Let’s create a lot of these opportunities. The alternative is more fences, more dogs, more gated communities, more no-go areas at night, more hate. 

 
 
 

6 COMMENTS

  1. Erwin, your list does reflect a bit of a rural, south of The Gap focus. I would add a couple;
    Move the railway yards out to the industrial estate. Use the land for a retirement village medium density housing.
    Get serious about education in the bush, by using the best most experienced teachers, and providing them with the support they need.
    Good housing, well paid and housed Aboriginal teacher’s aides, and organised and funded community reference groups.

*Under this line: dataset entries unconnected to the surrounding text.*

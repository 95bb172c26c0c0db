use std::path::PathBuf;
use thiserror::Error;

use crate::artifact::Artifact;
use crate::process::ProcessOutcome;

#[derive(Debug, Error)]
pub enum BuildError {
    #[error("cannot read source {path} for {artifact}: {source}")]
    SourceUnreadable {
        artifact: Artifact,
        path: PathBuf,
        #[source]
        source: std::io::Error,
    },

    #[error("cannot start compiler '{program}': {source}")]
    CompilerSpawn {
        program: String,
        #[source]
        source: std::io::Error,
    },

    #[error("failed to compile {path} ({status})")]
    CompileFailed {
        artifact: Artifact,
        path: PathBuf,
        status: String,
    },

    #[error("compiler reported success but produced no binary for {artifact}")]
    MissingOutput { artifact: Artifact },

    #[error("cannot install binary for {artifact}: {source}")]
    Install {
        artifact: Artifact,
        #[source]
        source: std::io::Error,
    },

    #[error("cannot persist build cache: {0}")]
    CacheWrite(String),
}

#[derive(Debug, Error)]
pub enum ProcessError {
    #[error("no compiled binary for {artifact} at {path}")]
    MissingBinary { artifact: Artifact, path: PathBuf },

    #[error("cannot start {artifact}: {source}")]
    Spawn {
        artifact: Artifact,
        #[source]
        source: std::io::Error,
    },

    #[error("i/o error while running {artifact}: {source}")]
    Io {
        artifact: Artifact,
        #[source]
        source: std::io::Error,
    },
}

/// Anything that stops a trial from producing a verdict. These abort the run.
#[derive(Debug, Error)]
pub enum TrialFault {
    #[error("{artifact} {outcome}")]
    ChildFailed {
        artifact: Artifact,
        outcome: ProcessOutcome,
    },

    #[error(transparent)]
    Process(#[from] ProcessError),

    #[error("i/o error: {0}")]
    Io(#[from] std::io::Error),

    #[error("{0}")]
    Store(String),
}
use anyhow::{anyhow, Result};
use qstress_core::{Config, StressHome};
use std::path::{Path, PathBuf};

mod artifact;
mod build;
mod cache;
mod error;
mod judge;
mod process;
mod replay;
mod trial;

pub use artifact::Artifact;
pub use build::{BuildOrchestrator, BuildOutcome, CompileStatus, Compiler, ExternalCompiler};
pub use cache::{content_digest, CacheRecord, CacheStore, FileCacheStore, MemoryCacheStore};
pub use error::{BuildError, ProcessError, TrialFault};
pub use judge::{
    outputs_match, parse_checker_verdict, CheckerJudge, DifferentialJudge, FailReason, Judge,
    StressMode, Verdict,
};
pub use process::{Executor, ProcessOutcome, ProcessRunner, RunOutput, RunRequest};
pub use replay::{replay_all, replay_case, FailureStore, ReplayOutput, ReplayView};
pub use trial::{
    run_stress, run_trials, FailureRecord, Phase, SilentObserver, StressOutcome, StressReport,
    StressSources, TrialLimits, TrialObserver,
};

/// Everything one invocation needs: the tool home, the effective config and
/// the directory failing cases are resolved against.
pub struct Workbench {
    home: StressHome,
    config: Config,
    work_dir: PathBuf,
}

impl Workbench {
    pub fn new(home: StressHome, config: Config, work_dir: impl AsRef<Path>) -> Result<Self> {
        config.validate()?;
        home.ensure()?;
        Ok(Self {
            home,
            config,
            work_dir: work_dir.as_ref().to_path_buf(),
        })
    }

    pub fn home(&self) -> &StressHome {
        &self.home
    }

    pub fn config(&self) -> &Config {
        &self.config
    }

    pub fn builder(&self) -> BuildOrchestrator<FileCacheStore, ExternalCompiler> {
        BuildOrchestrator::new(
            FileCacheStore::new(self.home.cache_path()),
            ExternalCompiler::new(&self.config.compiler_bin, self.config.compile_args.clone()),
            self.home.bin_dir(),
        )
    }

    pub fn runner(&self) -> ProcessRunner {
        ProcessRunner::new(self.home.bin_dir(), self.config.timeout())
    }

    pub fn failure_store(&self) -> FailureStore {
        FailureStore::new(self.resolve(&self.config.folder))
    }

    pub fn limits(&self) -> TrialLimits {
        TrialLimits {
            tests: self.config.tests,
            find: self.config.find,
        }
    }

    pub fn resolve(&self, path: impl AsRef<Path>) -> PathBuf {
        let path = path.as_ref();
        if path.is_absolute() {
            path.to_path_buf()
        } else {
            self.work_dir.join(path)
        }
    }

    fn sources(&self, main: &Path, secondary: &Path, gen: &Path) -> StressSources {
        StressSources {
            main: self.resolve(main),
            secondary: self.resolve(secondary),
            gen: self.resolve(gen),
        }
    }

    /// generator -> candidate -> checker
    pub fn check(
        &self,
        main: &Path,
        check: &Path,
        gen: &Path,
        observer: &mut dyn TrialObserver,
    ) -> Result<StressReport> {
        let judge = CheckerJudge::new(self.home.io_dir());
        run_stress(
            &mut self.builder(),
            &self.runner(),
            &judge,
            &self.sources(main, check, gen),
            self.limits(),
            &self.failure_store(),
            observer,
        )
    }

    /// generator -> candidate vs. reference
    pub fn compare(
        &self,
        main: &Path,
        slow: &Path,
        gen: &Path,
        observer: &mut dyn TrialObserver,
    ) -> Result<StressReport> {
        run_stress(
            &mut self.builder(),
            &self.runner(),
            &DifferentialJudge,
            &self.sources(main, slow, gen),
            self.limits(),
            &self.failure_store(),
            observer,
        )
    }

    pub fn compile(&self, artifact: Artifact, source: &Path) -> Result<BuildOutcome, BuildError> {
        self.builder().ensure_built(artifact, &self.resolve(source))
    }

    /// Builds the generator and returns one generated input.
    pub fn preview_gen(&self, source: &Path) -> Result<String> {
        self.compile(Artifact::Gen, source)?;
        let run = self.runner().run(Artifact::Gen, &RunRequest::captured())?;
        if !run.outcome.success() {
            return Err(anyhow!("generator {}", run.outcome));
        }
        Ok(run.stdout_text())
    }

    /// `index == 0` replays every stored case.
    pub fn view(&self, index: usize, checker_mode: bool) -> Result<Vec<ReplayView>> {
        let store = self.failure_store();
        let runner = self.runner();
        if index == 0 {
            replay_all(&runner, &store, checker_mode)
        } else {
            Ok(vec![replay_case(&runner, &store, index, checker_mode)?])
        }
    }
}
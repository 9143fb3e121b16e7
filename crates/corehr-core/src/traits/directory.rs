//! Employee hierarchy lookups used by manager authorization.

use async_trait::async_trait;
use uuid::Uuid;

use crate::result::AppResult;

/// Read-only view of the employee reporting hierarchy.
///
/// Employee CRUD itself is outside this subsystem; the authorization
/// pipeline only needs to answer "does this manager supervise that
/// employee". Implementations must answer for the transitive reporting
/// chain, not just direct reports.
#[async_trait]
pub trait EmployeeDirectory: Send + Sync + 'static {
    /// Whether `manager_employee_id` appears in `employee_id`'s management
    /// chain. An employee is not considered their own manager.
    async fn is_manager_of(
        &self,
        manager_employee_id: Uuid,
        employee_id: Uuid,
    ) -> AppResult<bool>;
}
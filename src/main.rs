//! CoreHR Server — HR platform identity and access control backend.
//!
//! Main entry point that wires configuration, the database-backed stores,
//! the service graph, and the HTTP server together.

use std::sync::Arc;

use tracing_subscriber::{EnvFilter, fmt};

use corehr_api::state::AppState;
use corehr_core::config::AppConfig;
use corehr_core::error::AppError;
use corehr_core::traits::{AuditStore, CredentialStore, EmployeeDirectory, Notifier};
use corehr_database::{DatabasePool, PgAuditStore, PgCredentialStore, PgEmployeeDirectory};
use corehr_service::notify::LogNotifier;

#[tokio::main]
async fn main() {
    let env = std::env::var("COREHR_ENV").unwrap_or_else(|_| "development".to_string());

    let config = match AppConfig::load(&env) {
        Ok(c) => c,
        Err(e) => {
            eprintln!("Failed to load configuration: {e}");
            std::process::exit(1);
        }
    };

    init_logging(&config);

    if let Err(e) = run(config).await {
        tracing::error!("Server error: {e}");
        std::process::exit(1);
    }
}

/// Initialize tracing/logging.
fn init_logging(config: &AppConfig) {
    let filter =
        EnvFilter::try_from_default_env().unwrap_or_else(|_| EnvFilter::new(&config.logging.level));

    match config.logging.format.as_str() {
        "json" => {
            fmt().json().with_env_filter(filter).with_target(true).init();
        }
        _ => {
            fmt().pretty().with_env_filter(filter).with_target(true).init();
        }
    }
}

/// Main server run function.
async fn run(config: AppConfig) -> Result<(), AppError> {
    tracing::info!("Starting CoreHR v{}", env!("CARGO_PKG_VERSION"));

    // ── Step 1: Database connection + migrations ─────────────────
    tracing::info!("Connecting to database...");
    let db = DatabasePool::connect(&config.database).await?;

    corehr_database::migration::run_migrations(db.pool()).await?;

    // ── Step 2: Construct the stores, once, at process start ─────
    let pool = db.into_pool();
    let store: Arc<dyn CredentialStore> = Arc::new(PgCredentialStore::new(pool.clone()));
    let audit_store: Arc<dyn AuditStore> = Arc::new(PgAuditStore::new(pool.clone()));
    let directory: Arc<dyn EmployeeDirectory> = Arc::new(PgEmployeeDirectory::new(pool));
    let notifier: Arc<dyn Notifier> = Arc::new(LogNotifier::new());

    // ── Step 3: Wire the service graph ───────────────────────────
    tracing::info!("Initializing services...");
    let config = Arc::new(config);
    let state = AppState::build(
        Arc::clone(&config),
        store,
        audit_store,
        directory,
        notifier,
    )?;

    let audit_recorder = state.audit_recorder.clone();

    // ── Step 4: Build and start the HTTP server ──────────────────
    let app = corehr_api::router::build_router(state);

    let addr = format!("{}:{}", config.server.host, config.server.port);
    let listener = tokio::net::TcpListener::bind(&addr)
        .await
        .map_err(|e| AppError::internal(format!("Failed to bind {addr}: {e}")))?;

    tracing::info!("CoreHR server listening on {addr}");

    let server = axum::serve(listener, app).with_graceful_shutdown(async {
        shutdown_signal().await;
        tracing::info!("Shutdown signal received, starting graceful shutdown...");
    });

    server
        .await
        .map_err(|e| AppError::internal(format!("Server error: {e}")))?;

    // ── Step 5: Drain the audit queue ────────────────────────────
    audit_recorder.flush().await;

    tracing::info!("CoreHR server shut down gracefully");
    Ok(())
}

/// Wait for shutdown signal (Ctrl+C or SIGTERM).
async fn shutdown_signal() {
    let ctrl_c = async {
        tokio::signal::ctrl_c()
            .await
            .expect("Failed to install Ctrl+C handler");
    };

    #[cfg(unix)]
    let terminate = async {
        tokio::signal::unix::signal(tokio::signal::unix::SignalKind::terminate())
            .expect("Failed to install SIGTERM handler")
            .recv()
            .await;
    };

    #[cfg(not(unix))]
    let terminate = std::future::pending::<()>();

    tokio::select! {
        _ = ctrl_c => {},
        _ = terminate => {},
    }
}
//! Unified application error types for CoreHR.
//!
//! All crates map their internal errors into [`AppError`] for consistent
//! propagation through the ? operator.

use std::fmt;
use thiserror::Error;

/// Top-level error kind categorization used across the entire application.
#[derive(Debug, Clone, Copy, PartialEq, Eq, Hash, serde::Serialize, serde::Deserialize)]
pub enum ErrorKind {
    /// Authentication failed (invalid credentials, expired token, etc.).
    Authentication,
    /// The caller does not have permission to perform the action.
    Authorization,
    /// Input validation failed.
    Validation,
    /// A conflict occurred (duplicate entry, concurrent modification, etc.).
    Conflict,
    /// The requested resource was not found.
    NotFound,
    /// A database error occurred.
    Database,
    /// A configuration error occurred.
    Configuration,
    /// A serialization/deserialization error occurred.
    Serialization,
    /// An internal server error occurred.
    Internal,
}

impl fmt::Display for ErrorKind {
    fn fmt(&self, f: &mut fmt::Formatter<'_>) -> fmt::Result {
        match self {
            Self::Authentication => write!(f, "AUTHENTICATION"),
            Self::Authorization => write!(f, "AUTHORIZATION"),
            Self::Validation => write!(f, "VALIDATION"),
            Self::Conflict => write!(f, "CONFLICT"),
            Self::NotFound => write!(f, "NOT_FOUND"),
            Self::Database => write!(f, "DATABASE"),
            Self::Configuration => write!(f, "CONFIGURATION"),
            Self::Serialization => write!(f, "SERIALIZATION"),
            Self::Internal => write!(f, "INTERNAL"),
        }
    }
}

/// The unified application error used throughout CoreHR.
///
/// All crate-specific errors are mapped into `AppError` using `From` impls
/// or explicit `.map_err()` calls. This provides a single error type for
/// the entire application boundary.
#[derive(Debug, Error)]
#[error("{kind}: {message}")]
pub struct AppError {
    /// The category of error.
    pub kind: ErrorKind,
    /// A human-readable error message.
    pub message: String,
    /// Optional underlying cause.
    #[source]
    pub source: Option<Box<dyn std::error::Error + Send + Sync>>,
}

impl AppError {
    /// Create a new application error.
    pub fn new(kind: ErrorKind, message: impl Into<String>) -> Self {
        Self {
            kind,
            message: message.into(),
            source: None,
        }
    }

    /// Create a new application error with an underlying cause.
    pub fn with_source(
        kind: ErrorKind,
        message: impl Into<String>,
        source: impl std::error::Error + Send + Sync + 'static,
    ) -> Self {
        Self {
            kind,
            message: message.into(),
            source: Some(Box::new(source)),
        }
    }

    /// Create an authentication error.
    pub fn authentication(message: impl Into<String>) -> Self {
        Self::new(ErrorKind::Authentication, message)
    }

    /// Create an authorization error.
    pub fn authorization(message: impl Into<String>) -> Self {
        Self::new(ErrorKind::Authorization, message)
    }

    /// Create a validation error.
    pub fn validation(message: impl Into<String>) -> Self {
        Self::new(ErrorKind::Validation, message)
    }

    /// Create a conflict error.
    pub fn conflict(message: impl Into<String>) -> Self {
        Self::new(ErrorKind::Conflict, message)
    }

    /// Create a not-found error.
    pub fn not_found(message: impl Into<String>) -> Self {
        Self::new(ErrorKind::NotFound, message)
    }

    /// Create a database error.
    pub fn database(message: impl Into<String>) -> Self {
        Self::new(ErrorKind::Database, message)
    }

    /// Create a configuration error.
    pub fn configuration(message: impl Into<String>) -> Self {
        Self::new(ErrorKind::Configuration, message)
    }

    /// Create an internal error.
    pub fn internal(message: impl Into<String>) -> Self {
        Self::new(ErrorKind::Internal, message)
    }
}

impl Clone for AppError {
    fn clone(&self) -> Self {
        Self {
            kind: self.kind,
            message: self.message.clone(),
            source: None,
        }
    }
}

impl From<serde_json::Error> for AppError {
    fn from(err: serde_json::Error) -> Self {
        Self::with_source(
            ErrorKind::Serialization,
            format!("JSON serialization error: {err}"),
            err,
        )
    }
}

impl From<config::ConfigError> for AppError {
    fn from(err: config::ConfigError) -> Self {
        Self::with_source(
            ErrorKind::Configuration,
            format!("Configuration error: {err}"),
            err,
        )
    }
}
//! HTTP server configuration.

use serde::{Deserialize, Serialize};

/// HTTP server settings.
#[derive(Debug, Clone, Serialize, Deserialize)]
pub struct ServerConfig {
    /// Bind address.
    #[serde(default = "default_host")]
    pub host: String,
    /// Listen port.
    #[serde(default = "default_port")]
    pub port: u16,
    /// Origins allowed by CORS. `"*"` allows any origin.
    #[serde(default = "default_allowed_origins")]
    pub allowed_origins: Vec<String>,
    /// Base URL of the frontend, used when building password-reset links.
    #[serde(default = "default_frontend_url")]
    pub frontend_url: String,
}

impl Default for ServerConfig {
    fn default() -> Self {
        Self {
            host: default_host(),
            port: default_port(),
            allowed_origins: default_allowed_origins(),
            frontend_url: default_frontend_url(),
        }
    }
}

fn default_host() -> String {
    "0.0.0.0".to_string()
}

fn default_port() -> u16 {
    8080
}

fn default_allowed_origins() -> Vec<String> {
    vec!["*".to_string()]
}

fn default_frontend_url() -> String {
    "http://localhost:3000".to_string()
}
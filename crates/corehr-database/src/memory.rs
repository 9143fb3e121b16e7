//! In-memory store implementations.
//!
//! Drop-in substitutes for the PostgreSQL stores, used by the test suites
//! and handy for local development without a database. They honor the
//! same contracts, including atomic rotation and the single-active
//! reset-token invariant.

use std::collections::HashMap;
use std::sync::Mutex;

use async_trait::async_trait;
use chrono::Utc;
use uuid::Uuid;

use corehr_core::error::AppError;
use corehr_core::result::AppResult;
use corehr_core::traits::store::{AuditFilter, AuditStore, CredentialStore};
use corehr_core::traits::EmployeeDirectory;
use corehr_core::types::pagination::{PageRequest, PageResponse};
use corehr_entity::audit::{AuditLogEntry, NewAuditLogEntry};
use corehr_entity::token::{PasswordResetToken, RefreshToken};
use corehr_entity::user::{NewUser, User, UserUpdate};

#[derive(Default)]
struct CredentialState {
    users: HashMap<Uuid, User>,
    refresh_tokens: HashMap<String, RefreshToken>,
    reset_tokens: HashMap<String, PasswordResetToken>,
}

/// In-memory [`CredentialStore`].
#[derive(Default)]
pub struct MemoryCredentialStore {
    state: Mutex<CredentialState>,
}

impl MemoryCredentialStore {
    /// Creates an empty store.
    pub fn new() -> Self {
        Self::default()
    }

    /// Inserts a fully formed user record, bypassing `create`. Useful for
    /// seeding fixtures with known IDs.
    pub fn seed_user(&self, user: User) {
        self.state.lock().unwrap().users.insert(user.id, user);
    }

    /// Snapshot of all stored refresh tokens.
    pub fn refresh_tokens(&self) -> Vec<RefreshToken> {
        self.state
            .lock()
            .unwrap()
            .refresh_tokens
            .values()
            .cloned()
            .collect()
    }

    /// Snapshot of all stored reset tokens.
    pub fn reset_tokens(&self) -> Vec<PasswordResetToken> {
        self.state
            .lock()
            .unwrap()
            .reset_tokens
            .values()
            .cloned()
            .collect()
    }
}

#[async_trait]
impl CredentialStore for MemoryCredentialStore {
    async fn find_by_email(&self, email: &str) -> AppResult<Option<User>> {
        let state = self.state.lock().unwrap();
        Ok(state
            .users
            .values()
            .find(|u| u.email.eq_ignore_ascii_case(email))
            .cloned())
    }

    async fn find_by_id(&self, id: Uuid) -> AppResult<Option<User>> {
        Ok(self.state.lock().unwrap().users.get(&id).cloned())
    }

    async fn create(&self, data: &NewUser) -> AppResult<User> {
        let mut state = self.state.lock().unwrap();

        if state
            .users
            .values()
            .any(|u| u.email.eq_ignore_ascii_case(&data.email))
        {
            return Err(AppError::conflict("Email is already in use"));
        }

        let now = Utc::now();
        let user = User {
            id: Uuid::new_v4(),
            name: data.name.clone(),
            email: data.email.clone(),
            password_hash: data.password_hash.clone(),
            role: data.role,
            is_active: data.is_active,
            two_factor_enabled: false,
            two_factor_secret: None,
            employee_id: data.employee_id,
            last_login_at: None,
            created_at: now,
            updated_at: now,
        };
        state.users.insert(user.id, user.clone());
        Ok(user)
    }

    async fn update(&self, id: Uuid, data: &UserUpdate) -> AppResult<User> {
        let mut state = self.state.lock().unwrap();
        let user = state
            .users
            .get_mut(&id)
            .ok_or_else(|| AppError::not_found(format!("User {id} not found")))?;

        if let Some(name) = &data.name {
            user.name = name.clone();
        }
        if let Some(email) = &data.email {
            user.email = email.clone();
        }
        if let Some(role) = data.role {
            user.role = role;
        }
        if let Some(is_active) = data.is_active {
            user.is_active = is_active;
        }
        if let Some(last_login_at) = data.last_login_at {
            user.last_login_at = Some(last_login_at);
        }
        user.updated_at = Utc::now();
        Ok(user.clone())
    }

    async fn list(&self, page: &PageRequest) -> AppResult<PageResponse<User>> {
        let state = self.state.lock().unwrap();
        let mut users: Vec<User> = state.users.values().cloned().collect();
        users.sort_by(|a, b| b.created_at.cmp(&a.created_at));

        let total = users.len() as u64;
        let items = users
            .into_iter()
            .skip(page.offset() as usize)
            .take(page.limit() as usize)
            .collect();

        Ok(PageResponse::new(items, page.page, page.page_size, total))
    }

    async fn find_by_refresh_token(&self, token: &str) -> AppResult<Option<RefreshToken>> {
        Ok(self
            .state
            .lock()
            .unwrap()
            .refresh_tokens
            .get(token)
            .cloned())
    }

    async fn save_refresh_token(&self, record: &RefreshToken) -> AppResult<()> {
        self.state
            .lock()
            .unwrap()
            .refresh_tokens
            .insert(record.token.clone(), record.clone());
        Ok(())
    }

    async fn invalidate_refresh_token(&self, token: &str) -> AppResult<()> {
        self.state.lock().unwrap().refresh_tokens.remove(token);
        Ok(())
    }

    async fn invalidate_refresh_tokens_for_user(&self, user_id: Uuid) -> AppResult<u64> {
        let mut state = self.state.lock().unwrap();
        let before = state.refresh_tokens.len();
        state.refresh_tokens.retain(|_, t| t.user_id != user_id);
        Ok((before - state.refresh_tokens.len()) as u64)
    }

    async fn rotate_refresh_token(
        &self,
        old_token: &str,
        new_record: &RefreshToken,
    ) -> AppResult<()> {
        // Single lock makes the delete+insert atomic.
        let mut state = self.state.lock().unwrap();

        if state.refresh_tokens.remove(old_token).is_none() {
            return Err(AppError::not_found("Refresh token not found"));
        }
        state
            .refresh_tokens
            .insert(new_record.token.clone(), new_record.clone());
        Ok(())
    }

    async fn save_password_reset_token(&self, record: &PasswordResetToken) -> AppResult<()> {
        let mut state = self.state.lock().unwrap();
        state.reset_tokens.retain(|_, t| t.user_id != record.user_id);
        state
            .reset_tokens
            .insert(record.token.clone(), record.clone());
        Ok(())
    }

    async fn find_by_password_reset_token(
        &self,
        token: &str,
    ) -> AppResult<Option<PasswordResetToken>> {
        Ok(self
            .state
            .lock()
            .unwrap()
            .reset_tokens
            .get(token)
            .filter(|t| !t.is_expired())
            .cloned())
    }

    async fn remove_password_reset_token(&self, user_id: Uuid) -> AppResult<()> {
        self.state
            .lock()
            .unwrap()
            .reset_tokens
            .retain(|_, t| t.user_id != user_id);
        Ok(())
    }

    async fn update_password(&self, user_id: Uuid, password_hash: &str) -> AppResult<()> {
        let mut state = self.state.lock().unwrap();
        let user = state
            .users
            .get_mut(&user_id)
            .ok_or_else(|| AppError::not_found(format!("User {user_id} not found")))?;
        user.password_hash = password_hash.to_string();
        user.updated_at = Utc::now();
        Ok(())
    }

    async fn save_two_factor_secret(&self, user_id: Uuid, secret: &str) -> AppResult<()> {
        let mut state = self.state.lock().unwrap();
        let user = state
            .users
            .get_mut(&user_id)
            .ok_or_else(|| AppError::not_found(format!("User {user_id} not found")))?;
        user.two_factor_secret = Some(secret.to_string());
        user.updated_at = Utc::now();
        Ok(())
    }

    async fn enable_two_factor(&self, user_id: Uuid) -> AppResult<()> {
        let mut state = self.state.lock().unwrap();
        let user = state
            .users
            .get_mut(&user_id)
            .ok_or_else(|| AppError::not_found(format!("User {user_id} not found")))?;
        user.two_factor_enabled = true;
        user.updated_at = Utc::now();
        Ok(())
    }
}

/// In-memory [`AuditStore`].
#[derive(Default)]
pub struct MemoryAuditStore {
    entries: Mutex<Vec<AuditLogEntry>>,
}

impl MemoryAuditStore {
    /// Creates an empty store.
    pub fn new() -> Self {
        Self::default()
    }

    /// Snapshot of all stored entries, oldest first.
    pub fn entries(&self) -> Vec<AuditLogEntry> {
        self.entries.lock().unwrap().clone()
    }
}

#[async_trait]
impl AuditStore for MemoryAuditStore {
    async fn create(&self, entry: &NewAuditLogEntry) -> AppResult<AuditLogEntry> {
        let stored = AuditLogEntry {
            id: Uuid::new_v4(),
            user_id: entry.user_id,
            action: entry.action,
            resource: entry.resource.clone(),
            resource_id: entry.resource_id.clone(),
            old_values: entry.old_values.clone(),
            new_values: entry.new_values.clone(),
            metadata: entry.metadata.clone(),
            ip_address: entry.ip_address.clone(),
            user_agent: entry.user_agent.clone(),
            created_at: Utc::now(),
        };
        self.entries.lock().unwrap().push(stored.clone());
        Ok(stored)
    }

    async fn search(
        &self,
        filter: &AuditFilter,
        page: &PageRequest,
    ) -> AppResult<PageResponse<AuditLogEntry>> {
        let entries = self.entries.lock().unwrap();
        let mut matched: Vec<AuditLogEntry> = entries
            .iter()
            .filter(|e| filter.user_id.is_none_or(|id| e.user_id == Some(id)))
            .filter(|e| filter.action.is_none_or(|a| e.action == a))
            .filter(|e| {
                filter
                    .resource
                    .as_deref()
                    .is_none_or(|r| e.resource == r)
            })
            .cloned()
            .collect();
        matched.sort_by(|a, b| b.created_at.cmp(&a.created_at));

        let total = matched.len() as u64;
        let items = matched
            .into_iter()
            .skip(page.offset() as usize)
            .take(page.limit() as usize)
            .collect();

        Ok(PageResponse::new(items, page.page, page.page_size, total))
    }
}

/// In-memory [`EmployeeDirectory`] over an explicit manager mapping.
#[derive(Default)]
pub struct MemoryEmployeeDirectory {
    managers: Mutex<HashMap<Uuid, Uuid>>,
}

impl MemoryEmployeeDirectory {
    /// Creates an empty directory.
    pub fn new() -> Self {
        Self::default()
    }

    /// Records that `employee` reports to `manager`.
    pub fn set_manager(&self, employee: Uuid, manager: Uuid) {
        self.managers.lock().unwrap().insert(employee, manager);
    }
}

#[async_trait]
impl EmployeeDirectory for MemoryEmployeeDirectory {
    async fn is_manager_of(
        &self,
        manager_employee_id: Uuid,
        employee_id: Uuid,
    ) -> AppResult<bool> {
        let managers = self.managers.lock().unwrap();

        let mut current = employee_id;
        for _ in 0..32 {
            match managers.get(&current) {
                Some(&manager) if manager == manager_employee_id => return Ok(true),
                Some(&manager) => current = manager,
                None => return Ok(false),
            }
        }
        Ok(false)
    }
}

  2. Alice Springs in the middle of the centre of Australia is a land of opportunities.
    All those ideas / projects and more are quite feasible (let the Chinese come in and they will do it in no time!)
    The crime depends on some achievements bringing hope for the future. But to achieve we need leaders with vision, stamina and guts. Leaders capable to get out of the box they are in and not scared to rock the boat.

  3. One thing is clear, when we all think it is back to normal Alice Springs will get a COVID 19 outbreak.
    This is inevitable as we have no vaccine and tourists possibly from overseas may return.
    Here is what will happen.
    We will be ordered to lockdown. Business will need to shut down as in the March and April shutdown.
    Once the Virus has been cleared which may take weeks we will then be able to return to usual.
    We better get used to this and government and banks be flexible in these situations.

  4. @ Charlie Carter: Your comments about getting experienced teachers in bush schools are well meaning but naive.
    Very few experienced teachers will move to bush schools in the Territory.
    Doesn’t matter what benefits you offer them and the benefits already on offer are pretty good.
    They won’t do it.
    And does a lot of experience in mainstream schools really translate into better outcomes for Aboriginal students in remote communities?
    Yirara College here in town, teaching remote Aboriginal kids, is staffed with mainstream teachers and they teach a mainstream curriculum.
    Its outcomes in producing literate, job ready students?
    Abysmal!

  5. Bush Teacher, thank you for your comments.
    I cannot offer a solution but know from genuine experience that you are 100% correct.
    The young teachers come here every year to change the world.
    Some stay, but many return almost in tears after seeing what it is really like.
    Can’t see it changing any time soon, which is ironic as I felt the same way over 20 years ago.

  6. Charlie Carter, there will have to be a lot of work done at the railway yards if you want to put housing there.
    There would be so many chemicals in the soil that most of it would have to be taken away.